After her extensive reading and research Simone made her maiden investment into a global ESG tracker fund, a very deliberate choice based on her personal investment requirements.
Having spent her career working in health care, Simone decided she would only give her money to companies helping to drive better outcomes in her sector.
This has led to deliberately avoiding companies involved in the US death penalty supply chain, or those supporting the Assisted Dying Bill currently before the UK Parliament. “I try to invest ethically where I can,” she says.
Her dual focus of investing to make the world a better place and to get some decent returns for herself makes Simone an increasingly rare breed: a self-proclaimed ESG investor.
The basic ESG idea can be adapted person-to-person depending on their priorities. For example, some wouldn’t invest in anything from the oil and gas sector due to the negative environmental impact, but Simone is open to holding them as she focuses more on the ‘S’ factor.
She faced a potential test of her moral mettle in recent years when the outbreak of several hot wars in the era of a more combative US president and European governments committing massive amounts spending on defence, saw weapons manufacturers make some of the best equity returns in recent years.
But Simone wasn’t tempted to get involved, partly due to her research process. Every time she wants to make a trade Simone asks herself: ‘Why should I invest?’ ‘Why shouldn’t I invest?’
This helps her deal with common investment emotions like ‘FOMO’ (fear of missing out) because she fully understands why she didn’t buy into the latest trend. Hence when it came to defence stocks, Simone knew that trade “wasn’t for me”.
“I avoid anything that’s going to cause harm, however attractive that might be,” she says.
That doesn’t mean it’s a foolproof process. One case of buyer’s remorse for Simone was investing in emerging markets the night Russian troops were circling Ukraine. “I thought, ‘oh my god why didn’t I see it coming?’,” she says.
What is an ESG investor?
ESG stands for ‘environmental, social and governance’, and involves choosing investments based on factors associated with moral behaviour rather than purely financial returns.
Otherwise known as sustainable or ethical investing, it has been around for decades, with BMO launching the first active fund of this ilk back in 1984.
This investment style gained massive popularity during the pandemic, when UK savers put almost a billion pounds a month into responsible investment funds in 2020, a 66% annual increase, according to data from the Investment Association. However, it has fallen off significantly since. In December 2025 alone, responsible funds saw a £348 million exodus.
Learning lessons from Warren Buffett
After making returns she was happy with from her first buy, Simone broadened out, investing in the L&G Healthcare Technology & Innovation UCITS ETF, a smattering of FTSE trackers, the Lazard Emerging Markets fund, convertible bonds, gold and silver, where she recently trimmed her exposure. She divested from technology stocks last year when the volatility was becoming “too manic” for her.

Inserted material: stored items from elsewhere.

//! Physical switch records

use crate::credential::ManagementProtocol;
use crate::error::ModelError;
use serde::{Deserialize, Serialize};
use std::fmt;
use std::net::IpAddr;
use std::str::FromStr;
use uuid::Uuid;

/// Validation result recorded when the switch answered with the expected MAC
pub const VALIDATION_SUCCESS: &str = "Success";

/// Validation result recorded when no driver serves the switch
pub const NO_DRIVER_FOUND: &str = "No Provisioning driver found for given Vendor/Family/Protocol";

/// Validation result recorded when the device could not be queried
pub const DEVICE_NOT_REACHABLE: &str = "Either device is not reachable or invalid credentials";

/// Validation result recorded when the switch's credential reference does not resolve
pub const CREDENTIALS_NOT_FOUND: &str = "Credentials not found or ambiguous for given Protocol";

/// Validation result for a switch whose reported MAC differs from the record
pub fn invalid_mac_result(actual: &str) -> String {
    format!("Invalid MAC Actual Switch MAC is {actual}")
}

/// Whether ports on a switch may be provisioned
#[derive(Debug, Clone, Copy, PartialEq, Eq, Default, Serialize, Deserialize)]
#[serde(try_from = "String", into = "String")]
pub enum PortProvisioning {
    /// Bind/unbind requests are served
    #[default]
    Enabled,
    /// Bind/unbind requests are refused
    Disabled,
}

impl PortProvisioning {
    /// `ENABLED` or `DISABLED`
    pub fn as_str(self) -> &'static str {
        match self {
            PortProvisioning::Enabled => "ENABLED",
            PortProvisioning::Disabled => "DISABLED",
        }
    }
}

impl FromStr for PortProvisioning {
    type Err = ModelError;

    fn from_str(s: &str) -> Result<Self, Self::Err> {
        match s.trim().to_ascii_uppercase().as_str() {
            "ENABLED" => Ok(PortProvisioning::Enabled),
            "DISABLED" => Ok(PortProvisioning::Disabled),
            _ => Err(ModelError::InvalidProvisioningState(s.to_string())),
        }
    }
}

impl fmt::Display for PortProvisioning {
    fn fmt(&self, f: &mut fmt::Formatter<'_>) -> fmt::Result {
        f.write_str(self.as_str())
    }
}

impl TryFrom<String> for PortProvisioning {
    type Error = ModelError;

    fn try_from(value: String) -> Result<Self, Self::Error> {
        value.parse()
    }
}

impl From<PortProvisioning> for String {
    fn from(value: PortProvisioning) -> Self {
        value.as_str().to_string()
    }
}

/// A top-of-rack switch
#[derive(Debug, Clone, PartialEq, Eq, Serialize, Deserialize)]
pub struct Switch {
    /// Unique id
    #[serde(default = "Uuid::new_v4")]
    pub id: Uuid,

    /// Display name
    pub name: String,

    /// Vendor, first component of the driver key (e.g. "hpe")
    pub vendor: String,

    /// Optional product family, last component of the driver key
    #[serde(default, skip_serializing_if = "Option::is_none")]
    pub family: Option<String>,

    /// Management address
    pub ip_address: IpAddr,

    /// Chassis MAC (unique)
    pub mac_address: String,

    /// Protocol spoken to the switch
    pub management_protocol: ManagementProtocol,

    /// Credential reference: a credential id or name
    pub credentials: String,

    /// Whether ports may be provisioned
    #[serde(default)]
    pub port_provisioning: PortProvisioning,

    /// Outcome of the last protocol validation
    #[serde(default, skip_serializing_if = "Option::is_none")]
    pub validation_result: Option<String>,
}

impl Switch {
    /// True when bind/unbind requests may touch this switch
    pub fn is_provisioning_enabled(&self) -> bool {
        self.port_provisioning == PortProvisioning::Enabled
    }
}

/// Requested changes to a switch; `None` leaves a field as is
#[derive(Debug, Clone, Default, PartialEq, Eq, Serialize, Deserialize)]
pub struct SwitchUpdate {
    /// New display name
    #[serde(default)]
    pub name: Option<String>,
    /// New vendor
    #[serde(default)]
    pub vendor: Option<String>,
    /// New family
    #[serde(default)]
    pub family: Option<String>,
    /// New management address
    #[serde(default)]
    pub ip_address: Option<IpAddr>,
    /// New chassis MAC; triggers validation
    #[serde(default)]
    pub mac_address: Option<String>,
    /// New management protocol
    #[serde(default)]
    pub management_protocol: Option<ManagementProtocol>,
    /// New credential reference
    #[serde(default)]
    pub credentials: Option<String>,
    /// New provisioning flag
    #[serde(default)]
    pub port_provisioning: Option<PortProvisioning>,
    /// Re-run protocol validation even if the MAC is unchanged
    #[serde(default)]
    pub validate: bool,
}
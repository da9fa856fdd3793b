//! Mock SNMP agent for unit testing
//!
//! [`MockSnmpAgent`] keeps a MIB in a `BTreeMap`, answers GET/walk/SET from
//! it and records every SET, so driver tests can assert on the exact writes a
//! switch would have received. It is also its own [`SnmpConnector`].

use crate::client::SnmpTarget;
use crate::error::SnmpError;
use crate::oid::Oid;
use crate::snmp_trait::{Lookup, SnmpClientTrait, SnmpConnector};
use crate::value::{Value, VarBind};
use std::collections::{BTreeMap, HashSet};
use std::sync::{Arc, Mutex, MutexGuard, PoisonError};

/// In-memory SNMP agent
#[derive(Debug, Clone, Default)]
pub struct MockSnmpAgent {
    mib: Arc<Mutex<BTreeMap<Oid, Value>>>,
    sets: Arc<Mutex<Vec<VarBind>>>,
    gets: Arc<Mutex<Vec<Oid>>>,
    failing: Arc<Mutex<HashSet<Oid>>>,
    unreachable: Arc<Mutex<bool>>,
    connections: Arc<Mutex<Vec<SnmpTarget>>>,
}

fn lock<T>(mutex: &Mutex<T>) -> MutexGuard<'_, T> {
    mutex.lock().unwrap_or_else(PoisonError::into_inner)
}

impl MockSnmpAgent {
    /// Agent with an empty MIB
    pub fn new() -> Self {
        Self::default()
    }

    /// Store an object (for test setup)
    pub fn insert(&self, oid: Oid, value: Value) {
        lock(&self.mib).insert(oid, value);
    }

    /// Current value of an object
    pub fn value(&self, oid: &Oid) -> Option<Value> {
        lock(&self.mib).get(oid).cloned()
    }

    /// Every SET received, in order
    pub fn sets(&self) -> Vec<VarBind> {
        lock(&self.sets).clone()
    }

    /// Every GET received, in order
    pub fn gets(&self) -> Vec<Oid> {
        lock(&self.gets).clone()
    }

    /// Targets sessions were opened for
    pub fn connections(&self) -> Vec<SnmpTarget> {
        lock(&self.connections).clone()
    }

    /// Make GET and SET of `oid` fail with genErr
    pub fn fail_oid(&self, oid: Oid) {
        lock(&self.failing).insert(oid);
    }

    /// Make every request time out, as an unreachable device would
    pub fn set_unreachable(&self, unreachable: bool) {
        *lock(&self.unreachable) = unreachable;
    }

    fn check(&self, operation: &'static str, oid: Option<&Oid>) -> Result<(), SnmpError> {
        if *lock(&self.unreachable) {
            return Err(SnmpError::during(
                operation,
                SnmpError::Timeout {
                    target: "mock-agent".to_string(),
                    attempts: 1,
                },
            ));
        }
        if oid.is_some_and(|oid| lock(&self.failing).contains(oid)) {
            return Err(SnmpError::during(
                operation,
                SnmpError::Agent {
                    status: 5,
                    name: "genErr",
                    index: 1,
                },
            ));
        }
        Ok(())
    }
}

#[async_trait::async_trait]
impl SnmpClientTrait for MockSnmpAgent {
    async fn get(&self, oid: &Oid) -> Result<Lookup, SnmpError> {
        lock(&self.gets).push(oid.clone());
        self.check("get", Some(oid))?;
        Ok(match lock(&self.mib).get(oid) {
            Some(value) if !value.is_exception() => Lookup::Found(value.clone()),
            _ => Lookup::NotFound,
        })
    }

    async fn get_bulk(&self, oids: &[Oid]) -> Result<Vec<Vec<VarBind>>, SnmpError> {
        self.check("get_bulk", None)?;
        let mib = lock(&self.mib);
        let columns: Vec<Vec<VarBind>> = oids
            .iter()
            .map(|column| {
                mib.range(column.clone()..)
                    .skip_while(|(oid, _)| *oid == column)
                    .take_while(|(oid, _)| oid.starts_with(column))
                    .map(|(oid, value)| VarBind::new(oid.clone(), value.clone()))
                    .collect()
            })
            .collect();
        let height = columns.iter().map(Vec::len).min().unwrap_or(0);
        Ok((0..height)
            .map(|row| columns.iter().map(|column| column[row].clone()).collect())
            .collect())
    }

    async fn set(&self, oid: &Oid, value: Value) -> Result<(), SnmpError> {
        self.check("set", Some(oid))?;
        lock(&self.sets).push(VarBind::new(oid.clone(), value.clone()));
        lock(&self.mib).insert(oid.clone(), value);
        Ok(())
    }
}

#[async_trait::async_trait]
impl SnmpConnector for MockSnmpAgent {
    async fn connect(&self, target: &SnmpTarget) -> Result<Box<dyn SnmpClientTrait>, SnmpError> {
        lock(&self.connections).push(target.clone());
        Ok(Box::new(self.clone()))
    }
}
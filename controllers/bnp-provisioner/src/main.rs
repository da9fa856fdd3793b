//! BNP Provisioner
//!
//! Loads the provisioning configuration and the switch inventory, registers
//! the configured drivers and runs protocol validation against every switch:
//! each switch is asked for its chassis MAC over its management protocol and
//! the outcome is stored as its validation result.

use anyhow::{Context, Result};
use bnp_types::VALIDATION_SUCCESS;
use provisioning::inventory::INVENTORY_ENV;
use provisioning::{InMemoryInventory, Inventory, ProvisioningConfig, ProvisioningManager, SwitchService};
use snmp_client::UdpConnector;
use std::env;
use std::sync::Arc;
use tracing::{info, warn};

#[tokio::main]
async fn main() -> Result<()> {
    tracing_subscriber::fmt()
        .with_env_filter(
            tracing_subscriber::EnvFilter::try_from_default_env()
                .unwrap_or_else(|_| "bnp_provisioner=info,provisioning=info,snmp_client=warn".into()),
        )
        .init();

    info!("Starting BNP Provisioner");

    // Load configuration from the environment
    let config = ProvisioningConfig::load().context("Failed to load provisioning configuration")?;
    let inventory_path = env::var(INVENTORY_ENV).unwrap_or_else(|_| "inventory.yaml".to_string());

    info!("Configuration:");
    info!("  Provisioning drivers: {:?}", config.provisioning_driver);
    info!("  SNMP timeout: {}s", config.snmp_timeout);
    info!("  SNMP retries: {}", config.snmp_retries);
    info!("  Inventory: {}", inventory_path);

    let connector = Arc::new(UdpConnector::new(config.snmp_config()));
    let manager = ProvisioningManager::from_config(&config, connector);
    if manager.is_empty() {
        warn!("No provisioning driver registered, every switch will report no driver");
    }

    let store = Arc::new(InMemoryInventory::new());
    Inventory::from_file(&inventory_path)
        .with_context(|| format!("Failed to read inventory {inventory_path}"))?
        .load_into(store.as_ref())
        .await
        .context("Failed to load inventory")?;

    let service = SwitchService::new(Arc::new(manager), store);
    let switches = service.list_switches().await?;
    let mut failed = 0usize;
    for switch in &switches {
        let result = service.validate_switch(switch.id).await?;
        if result == VALIDATION_SUCCESS {
            info!("Switch {} ({}): {}", switch.name, switch.ip_address, result);
        } else {
            failed += 1;
            warn!("Switch {} ({}): {}", switch.name, switch.ip_address, result);
        }
    }

    info!(
        "Validated {} switches, {} passed, {} need attention",
        switches.len(),
        switches.len() - failed,
        failed
    );
    Ok(())
}
#[cfg(test)]
mod tests {
    use super::*;
    use crate::product::ProductRecord;
    use serde_json::json;

    fn product(value: serde_json::Value) -> Product {
        Product::from_record(serde_json::from_value::<ProductRecord>(value).unwrap())
    }

    fn catalog() -> Vec<Product> {
        vec![
            product(json!({
                "id": "cpu-101", "name": "Intel Core i9-13900K", "brand": "Intel",
                "category": "CPU Processors - Desktops", "application": "Gaming",
                "socket": "LGA1700", "cores": 24, "threads": 32, "cache": 36, "tdp": 125,
                "base_freq": 3.0, "tech": "7nm", "memory_type": "DDR5",
                "max_memory_size": 128, "packaging": "Boxed", "price": 189.0
            })),
            product(json!({
                "id": "cpu-102", "name": "AMD Ryzen 9 7950X", "brand": "AMD",
                "category": "CPU,Server", "application": "Desktop",
                "socket": "AM5", "cores": 16, "threads": 32, "cache": 64, "tdp": 170,
                "base_freq": 4.5, "tech": "5nm", "memory_type": "DDR5",
                "max_memory_size": 128, "packaging": "Boxed", "price": 699.0
            })),
            product(json!({
                "id": "cpu-104", "name": "AMD EPYC 9654", "brand": "AMD",
                "category": "Processors - Servers", "application": "Server",
                "socket": "SP5", "cores": 96, "threads": 192, "cache": 384, "tdp": 360,
                "base_freq": 2.7, "tech": "5nm", "memory_type": "DDR5",
                "max_memory_size": 2048, "packaging": "Tray", "price": 399.0
            })),
        ]
    }

    fn ids(products: &[&Product]) -> Vec<String> {
        use shortlist_core::Entity;
        products.iter().map(|p| p.id().to_string()).collect()
    }

    #[test]
    fn empty_state_matches_everything() {
        let catalog = catalog();
        let state = FilterState::default();
        assert!(state.has_no_selections());
        assert_eq!(state.apply(&catalog).len(), 3);
    }

    #[test]
    fn price_ceiling_is_inclusive() {
        let catalog = catalog();
        let state = FilterState::new(399.0);
        assert_eq!(ids(&state.apply(&catalog)), vec!["cpu-101", "cpu-104"]);
    }

    #[test]
    fn nan_price_ceiling_excludes_nothing() {
        let catalog = catalog();
        let state = FilterState::new(f64::NAN);
        assert_eq!(state.apply(&catalog).len(), 3);
    }

    #[test]
    fn product_without_price_passes_ceiling() {
        let catalog = vec![product(json!({ "id": "x", "price": "call us" }))];
        assert_eq!(FilterState::new(1.0).apply(&catalog).len(), 1);
    }

    #[test]
    fn values_within_a_facet_are_ored() {
        let catalog = catalog();
        let state = FilterState::default()
            .with_selection(Facet::Socket, "AM5")
            .with_selection(Facet::Socket, "SP5");
        assert_eq!(ids(&state.apply(&catalog)), vec!["cpu-102", "cpu-104"]);
    }

    #[test]
    fn facets_are_anded() {
        let catalog = catalog();
        let state = FilterState::default()
            .with_selection(Facet::Brand, "AMD")
            .with_selection(Facet::Packaging, "Boxed");
        assert_eq!(ids(&state.apply(&catalog)), vec!["cpu-102"]);
    }

    #[test]
    fn category_matches_by_substring() {
        let catalog = catalog();
        let state = FilterState::default().with_selection(Facet::Category, "CPU");
        assert_eq!(ids(&state.apply(&catalog)), vec!["cpu-101", "cpu-102"]);

        let servers = FilterState::default().with_selection(Facet::Category, "Server");
        assert_eq!(ids(&servers.apply(&catalog)), vec!["cpu-102", "cpu-104"]);
    }

    #[test]
    fn brand_requires_exact_match() {
        let catalog = catalog();
        let state = FilterState::default().with_selection(Facet::Brand, "AM");
        assert!(state.apply(&catalog).is_empty());
    }

    #[test]
    fn numeric_facets_parse_control_values() {
        let catalog = catalog();
        let cores = FilterState::from_controls(f64::INFINITY, [("cores", "16")]);
        assert_eq!(ids(&cores.apply(&catalog)), vec!["cpu-102"]);

        let freq = FilterState::from_controls(f64::INFINITY, [("base_freq", "2.70")]);
        assert_eq!(ids(&freq.apply(&catalog)), vec!["cpu-104"]);

        let memory = FilterState::from_controls(f64::INFINITY, [("max_memory_size", "128")]);
        assert_eq!(ids(&memory.apply(&catalog)), vec!["cpu-101", "cpu-102"]);
    }

    #[test]
    fn unparseable_numeric_selection_matches_only_nan_fields() {
        let mut catalog = catalog();
        catalog.push(product(json!({ "id": "odd", "cores": "n/a" })));
        let state = FilterState::from_controls(f64::INFINITY, [("cores", "lots")]);
        assert_eq!(ids(&state.apply(&catalog)), vec!["odd"]);
    }

    #[test]
    fn unknown_controls_are_ignored() {
        let catalog = catalog();
        let mut state = FilterState::new(f64::INFINITY);
        assert!(!state.select_control("colour", "red"));
        assert!(state.has_no_selections());
        assert_eq!(state.apply(&catalog).len(), 3);
    }

    #[test]
    fn select_indices_follow_catalog_order() {
        let catalog = catalog();
        let state = FilterState::default().with_selection(Facet::Tech, "5nm");
        assert_eq!(state.select_indices(&catalog), vec![1, 2]);
    }

    #[test]
    fn facet_names_round_trip_through_from_str() {
        for facet in Facet::ALL {
            assert_eq!(facet.control_name().parse::<Facet>().unwrap(), facet);
        }
        assert_eq!(
            "colour".parse::<Facet>(),
            Err(DomainError::UnknownFacet("colour".into()))
        );
    }

    #[cfg(test)]
    mod proptest_tests {
        use super::*;
        use proptest::prelude::*;

        const BRANDS: [&str; 3] = ["Intel", "AMD", "Arm"];
        const SOCKETS: [&str; 3] = ["AM5", "LGA1700", "SP5"];
        const CATEGORIES: [&str; 3] = ["CPU Processors", "Processors - Servers", "CPU,Server"];

        fn arb_product() -> impl Strategy<Value = Product> {
            (
                0usize..3,
                0usize..3,
                0usize..3,
                prop::sample::select(vec![4i64, 8, 16, 24]),
                prop::sample::select(vec![2.5f64, 3.0, 4.5]),
                0u32..1500,
            )
                .prop_map(|(b, s, c, cores, freq, price)| {
                    product(json!({
                        "id": format!("p-{b}{s}{c}{cores}{price}"),
                        "brand": BRANDS[b],
                        "socket": SOCKETS[s],
                        "category": CATEGORIES[c],
                        "cores": cores,
                        "base_freq": freq,
                        "price": price as f64,
                    }))
                })
        }

        fn arb_state() -> impl Strategy<Value = FilterState> {
            (
                prop::collection::vec(prop::sample::select(BRANDS.to_vec()), 0..3),
                prop::collection::vec(prop::sample::select(SOCKETS.to_vec()), 0..3),
                prop::collection::vec(prop::sample::select(vec!["CPU", "Server", "Desk"]), 0..2),
                prop::collection::vec(prop::sample::select(vec!["4", "16", "24"]), 0..2),
                prop::collection::vec(prop::sample::select(vec!["3.0", "4.5"]), 0..2),
                0u32..1500,
            )
                .prop_map(|(brands, sockets, cats, cores, freqs, max)| {
                    let checked = brands
                        .into_iter()
                        .map(|v| ("brand", v))
                        .chain(sockets.into_iter().map(|v| ("socket", v)))
                        .chain(cats.into_iter().map(|v| ("category", v)))
                        .chain(cores.into_iter().map(|v| ("cores", v)))
                        .chain(freqs.into_iter().map(|v| ("base_freq", v)));
                    FilterState::from_controls(max as f64, checked)
                })
        }

        fn satisfies(state: &FilterState, p: &Product) -> bool {
            let price_ok = p.price().map_or(true, |price| price <= state.max_price());
            let text_ok = |facet: Facet, field: &str| {
                let values = state.values(facet);
                values.is_empty() || values.contains(&FacetValue::Text(field.to_string()))
            };
            let cats = state.values(Facet::Category);
            let cat_ok = cats.is_empty()
                || cats.iter().any(|v| match v {
                    FacetValue::Text(c) => p.category().contains(c.as_str()),
                    _ => false,
                });
            let cores = state.values(Facet::Cores);
            let cores_ok = cores.is_empty() || cores.contains(&FacetValue::Integer(p.cores()));
            let freqs = state.values(Facet::BaseFreq);
            let freq_ok = freqs.is_empty() || freqs.contains(&FacetValue::Float(p.base_freq()));

            price_ok
                && text_ok(Facet::Brand, p.brand())
                && text_ok(Facet::Socket, p.socket())
                && cat_ok
                && cores_ok
                && freq_ok
        }

        proptest! {
            #![proptest_config(ProptestConfig {
                cases: 200,
                ..ProptestConfig::default()
            })]

            #[test]
            fn filtered_products_satisfy_every_constraint(
                catalog in prop::collection::vec(arb_product(), 0..40),
                state in arb_state(),
            ) {
                let kept = state.select_indices(&catalog);
                for (i, p) in catalog.iter().enumerate() {
                    prop_assert_eq!(kept.contains(&i), satisfies(&state, p));
                }
            }

            #[test]
            fn filtering_is_idempotent(
                catalog in prop::collection::vec(arb_product(), 0..40),
                state in arb_state(),
            ) {
                let first = state.select_indices(&catalog);
                let second = state.select_indices(&catalog);
                prop_assert_eq!(&first, &second);
                prop_assert!(first.windows(2).all(|w| w[0] < w[1]));
            }
        }
    }
}
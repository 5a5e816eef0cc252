//! Wire and status types shared by the native and browser builds.
//!
//! These types must not depend on native-only dependencies like `tokio`.

use serde::{Deserialize, Serialize};
use shortlist_products::{Product, ProductRecord, normalize_catalog};

/// Body of `GET /api/products/all`.
#[derive(Debug, Clone, Default, Serialize, Deserialize)]
pub struct ProductsEnvelope {
    #[serde(default)]
    pub success: Option<bool>,
    #[serde(default)]
    pub products: Option<Vec<ProductRecord>>,
}

impl ProductsEnvelope {
    /// Normalized catalog; a missing `products` list is an empty catalog.
    pub fn into_catalog(self) -> Vec<Product> {
        normalize_catalog(self.products.unwrap_or_default())
    }
}

/// Where the page session is in its (single) catalog load.
#[derive(Debug, Clone, PartialEq, Eq)]
pub enum LoadStatus {
    Loading,
    Ready,
    /// Terminal for the page load; carries the user-facing message.
    Failed(String),
}

impl LoadStatus {
    pub fn is_ready(&self) -> bool {
        matches!(self, LoadStatus::Ready)
    }
}
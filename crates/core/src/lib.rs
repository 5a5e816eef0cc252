//! `shortlist-core`: shared building blocks for the shortlist catalog widget.
//!
//! This crate contains **pure** primitives (no IO, no HTTP, no DOM).

pub mod entity;
pub mod error;
pub mod id;

pub use entity::Entity;
pub use error::{DomainError, DomainResult};
pub use id::ProductId;
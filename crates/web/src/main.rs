//! Native preview: fetch the catalog, apply filters, print the markup the
//! widget would put on the page.
//!
//! Built only with the `preview` feature.

mod preview {
    use anyhow::Context;
    use clap::Parser;
    use shortlist_products::FilterState;
    use shortlist_web::controls::parse_selection;
    use shortlist_web::{CatalogClient, Effect, PageSession, Renderer, SessionEvent, WidgetConfig};

    #[derive(Debug, Parser)]
    #[command(name = "shortlist-preview", about = "Render one page of the product shortlist")]
    pub struct Args {
        /// Facet selections, e.g. `brand=AMD socket=AM5 cores=16`.
        #[arg(value_name = "FACET=VALUE")]
        selections: Vec<String>,

        /// Price ceiling (defaults to SHORTLIST_MAX_PRICE or 1000).
        #[arg(long)]
        max_price: Option<f64>,

        /// Page to render.
        #[arg(long, default_value_t = 1)]
        page: usize,

        /// Backend base URL, overrides SHORTLIST_API_HOST.
        #[arg(long)]
        api_host: Option<String>,
    }

    pub async fn run(args: Args) -> anyhow::Result<()> {
        let mut config = WidgetConfig::from_env().context("reading widget configuration")?;
        if let Some(host) = args.api_host {
            config = config.with_api_host(host.trim_end_matches('/'));
        }

        let mut filters = FilterState::new(args.max_price.unwrap_or(config.default_max_price));
        for raw in &args.selections {
            let (facet, value) =
                parse_selection(raw).with_context(|| format!("invalid selection `{raw}`"))?;
            filters.select(facet, &value);
        }

        let renderer = Renderer::new(config.clone()).context("compiling templates")?;
        let client = CatalogClient::new(&config);
        let mut session = PageSession::new(config);

        match client.fetch_catalog().await {
            Ok(catalog) => {
                session.update(SessionEvent::CatalogLoaded(catalog));
            }
            Err(err) => {
                session.update(SessionEvent::CatalogFailed(err.user_message().to_string()));
                let rendered = renderer.render(&session)?;
                println!("{}", rendered.grid_html);
                return Err(err).context(format!("fetching {}", client.products_url()));
            }
        }

        session.update(SessionEvent::FiltersChanged(filters));
        if session.update(SessionEvent::PageSelected(args.page)) == Effect::None {
            tracing::warn!(
                page = args.page,
                total_pages = session.total_pages(),
                "requested page is out of range; showing page 1"
            );
        }

        let rendered = renderer.render(&session)?;
        tracing::info!(
            matched = session.filtered_len(),
            page = session.current_page(),
            total_pages = session.total_pages(),
            "rendered"
        );
        println!("{}", rendered.grid_html);
        println!("{}", rendered.pagination_html);
        Ok(())
    }
}

#[tokio::main]
async fn main() -> anyhow::Result<()> {
    use clap::Parser;

    shortlist_observability::init();
    preview::run(preview::Args::parse()).await
}
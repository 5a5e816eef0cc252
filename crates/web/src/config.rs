//! Widget configuration.
//!
//! Defaults match the page the widget is embedded in; the native preview can
//! override them through `SHORTLIST_*` environment variables.

use shortlist_products::DEFAULT_PAGE_SIZE;
use thiserror::Error;

pub const DEFAULT_API_HOST: &str = "http://127.0.0.1:5000";

/// Path of the catalog endpoint, relative to the API host.
pub const PRODUCTS_PATH: &str = "/api/products/all";

/// Image shown when a product image fails to load.
pub const PLACEHOLDER_IMAGE: &str = "https://placehold.co/150x150/d1d5db/374151?text=Image+NA";

/// Price ceiling used when the slider value cannot be read.
pub const DEFAULT_MAX_PRICE: f64 = 1000.0;

pub const ENV_API_HOST: &str = "SHORTLIST_API_HOST";
pub const ENV_PAGE_SIZE: &str = "SHORTLIST_PAGE_SIZE";
pub const ENV_MAX_PRICE: &str = "SHORTLIST_MAX_PRICE";

#[derive(Debug, Error, Clone, PartialEq, Eq)]
pub enum ConfigError {
    #[error("invalid {key}: {reason}")]
    Invalid { key: &'static str, reason: String },
}

#[derive(Debug, Clone, PartialEq)]
pub struct WidgetConfig {
    pub api_host: String,
    pub page_size: usize,
    pub placeholder_image: String,
    pub default_max_price: f64,
}

impl Default for WidgetConfig {
    fn default() -> Self {
        Self {
            api_host: DEFAULT_API_HOST.to_string(),
            page_size: DEFAULT_PAGE_SIZE,
            placeholder_image: PLACEHOLDER_IMAGE.to_string(),
            default_max_price: DEFAULT_MAX_PRICE,
        }
    }
}

impl WidgetConfig {
    pub fn from_env() -> Result<Self, ConfigError> {
        Self::from_lookup(|key| std::env::var(key).ok())
    }

    /// Build a config from an arbitrary key lookup (environment, test map).
    pub fn from_lookup(lookup: impl Fn(&str) -> Option<String>) -> Result<Self, ConfigError> {
        let mut config = Self::default();

        if let Some(host) = lookup(ENV_API_HOST).filter(|h| !h.trim().is_empty()) {
            config.api_host = host.trim().trim_end_matches('/').to_string();
        }

        if let Some(raw) = lookup(ENV_PAGE_SIZE) {
            config.page_size = match raw.trim().parse::<usize>() {
                Ok(n) if n > 0 => n,
                Ok(_) => {
                    return Err(ConfigError::Invalid {
                        key: ENV_PAGE_SIZE,
                        reason: "must be a positive integer".to_string(),
                    });
                }
                Err(e) => {
                    return Err(ConfigError::Invalid {
                        key: ENV_PAGE_SIZE,
                        reason: e.to_string(),
                    });
                }
            };
        }

        if let Some(raw) = lookup(ENV_MAX_PRICE) {
            config.default_max_price = raw.trim().parse::<f64>().map_err(|e| ConfigError::Invalid {
                key: ENV_MAX_PRICE,
                reason: e.to_string(),
            })?;
        }

        Ok(config)
    }

    pub fn with_api_host(mut self, api_host: impl Into<String>) -> Self {
        self.api_host = api_host.into();
        self
    }

    pub fn products_url(&self) -> String {
        format!("{}{}", self.api_host.trim_end_matches('/'), PRODUCTS_PATH)
    }

    /// Image paths from the backend are host-relative (`/static/images/..`).
    pub fn image_url(&self, path: &str) -> String {
        format!("{}{}", self.api_host, path)
    }
}
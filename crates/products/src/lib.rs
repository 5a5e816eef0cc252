//! Product catalog domain: normalization, filtering and pagination.
//!
//! Pure, deterministic logic over an in-memory catalog (no IO, no HTTP, no DOM).

pub mod filter;
pub mod pagination;
pub mod product;

pub use filter::{Facet, FacetKind, FacetValue, FilterState};
pub use pagination::{DEFAULT_PAGE_SIZE, PageButton, PageButtonKind, PageStrip, Pagination};
pub use product::{
    DEFAULT_DESCRIPTION, Product, ProductRecord, WireNumber, normalize_catalog, parse_float_prefix,
    parse_int_prefix,
};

One investment mantra she has been a follower of is from Warren Buffett: buying and holding for the long term. Simone has aligned herself with his ‘steady eddie’ approach as her investing goals developed.
Back when she started out with her SIPP, Simone says her mistake was moving things around too much.
Having made some solid returns on her initial investment, Simone’s confidence grew and she expanded her investment timeline further into the future than just the next London to Manchester train.
Buying property and having a good life, both now and in retirement, are her major long-term goals.
Over time, Simone’s approach to risk evolved too and instead of it being something that she tries to avoid it’s now something she can make an informed judgment call on, aided by having proper portfolio diversification.
This involves taking her own advice and continuing to read to help her understand what the big picture conversations around AI and technology mean for her investments.
“I’m paying much more attention to things and upping my own game,” Simone says.